It is useful to look first at the total effect of each of the variables in this
model, and then return to examine some of the specific path coefficients.
The number of college science courses taken was the strongest predictor of CSL,
with a total effect of 0.77. (See Table 3.) It is important to understand this variable
and its impact. The variable is a measure of the number of college science courses,
including courses in both community colleges and four-year colleges and universities.
The number of courses was divided into three levels:
(1) no college-level science courses, (2) one to three courses, and (3) four or
more courses. Individuals with one to three courses are the students who took college
science courses as part of a general education requirement rather than as part of
a major or a supplement to a major. The use of an integer measure of college science
courses would have given undue weight to majors and minimized the impact of general
education science courses in the analysis.
Formal educational attainment3 was the second best predictor of adult
CSL (0.70). This result indicates that students gain some additional value from
the full range of university courses, including other general education courses
in the humanities and the social sciences. The influence of formal educational attainment
may also reflect a greater respect for and acceptance of academic authority as a
source of knowledge about the world.
The third strongest predictor of adult CSL was the use of new electronic science-learning
resources4 (0.25). A parallel measure of the use of traditional science-learning
resources5 had a total effect of 0.11. (See Table 3.) Although the frequency
of use of electronic science-learning resources was only slightly higher than the
use of traditional information resources, the impact of the use of electronic learning
resources on adult CSL was twice the impact of the use of traditional science-learning
resources. In the context of Sternberg’s theory of complex cognition, it would
appear that these two sources of adult science learning both contribute to an individual’s
schemas about science and technology and are mutually reinforcing.

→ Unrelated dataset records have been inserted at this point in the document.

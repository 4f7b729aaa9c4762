//! Error taxonomy for the editing pipeline
//!
//! Every variant owns its data so errors can be cloned into GUI messages.

use thiserror::Error;

/// Errors raised by the editor and the components it sequences.
#[derive(Debug, Clone, PartialEq, Error)]
pub enum EditorError {
    /// The upload is not an image (MIME type does not start with `image/`)
    #[error("unsupported file type: {mime}")]
    Validation { mime: String },

    /// The upload is larger than the configured ceiling
    #[error("file is {size} bytes, limit is {limit} bytes")]
    SizeLimit { size: u64, limit: u64 },

    /// The bytes could not be decoded as an image
    #[error("unreadable image: {0}")]
    Decode(String),

    /// The output surface could not be produced
    #[error("render failed: {0}")]
    Render(String),

    /// The segmentation call, blob conversion or re-decode failed
    #[error("background removal failed: {0}")]
    Segmentation(String),

    /// Palette quantization failed (recovered silently by the controller)
    #[error("palette extraction failed: {0}")]
    Extraction(String),

    /// The operation needs a loaded image
    #[error("no image loaded")]
    NoImage,

    /// Writing an exported file failed
    #[error("export failed: {0}")]
    Export(String),
}

impl EditorError {
    /// Short human-readable text for the status line.
    pub fn user_message(&self) -> String {
        match self {
            EditorError::Validation { .. } => "Please choose a PNG, JPEG or WebP image".to_string(),
            EditorError::SizeLimit { limit, .. } => {
                format!("Image is too large (max {} MB)", limit / (1024 * 1024))
            }
            EditorError::Decode(_) => "Could not read that image".to_string(),
            EditorError::Render(_) => "Could not render the preview".to_string(),
            EditorError::Segmentation(_) => "Background removal failed".to_string(),
            EditorError::Extraction(_) => "Palette extraction failed".to_string(),
            EditorError::NoImage => "Upload an image first".to_string(),
            EditorError::Export(_) => "Export failed".to_string(),
        }
    }
}

/// Errors raised while loading the configuration file.
#[derive(Debug, Error)]
pub enum ConfigError {
    #[error("failed to read {path}: {source}")]
    Io {
        path: String,
        #[source]
        source: std::io::Error,
    },

    #[error("invalid config {path}: {source}")]
    Parse {
        path: String,
        #[source]
        source: toml::de::Error,
    },
}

Table 3: Total Effect of Selected Variables on Civic Scientific Literacy, 2007
College science courses
Children at home
Interest in science, technology, medical, or environmental issues
Use of traditional informal science-learning resources
Use of electronic informal science-learning resources
Degrees of freedom
Root mean square error of approximation (RMSEA)
Upper confidence limit (90%) of RMSEA
The fourth strongest predictor of adult CSL was personal religious beliefs, with
adults who hold fundamentalist religious beliefs6 being significantly
less likely to be scientifically literate than other adults (-0.19). In this model,
religious beliefs are current religious beliefs, and adults with more college science
courses were slightly less likely to hold fundamentalist beliefs than other adults
(-0.06). Women were more likely to hold fundamentalist religious beliefs (0.06),
holding constant differences in age, education, college science courses, and the
presence of children at home. Religious beliefs were not related to the use of traditional
or emerging informal science-learning resources.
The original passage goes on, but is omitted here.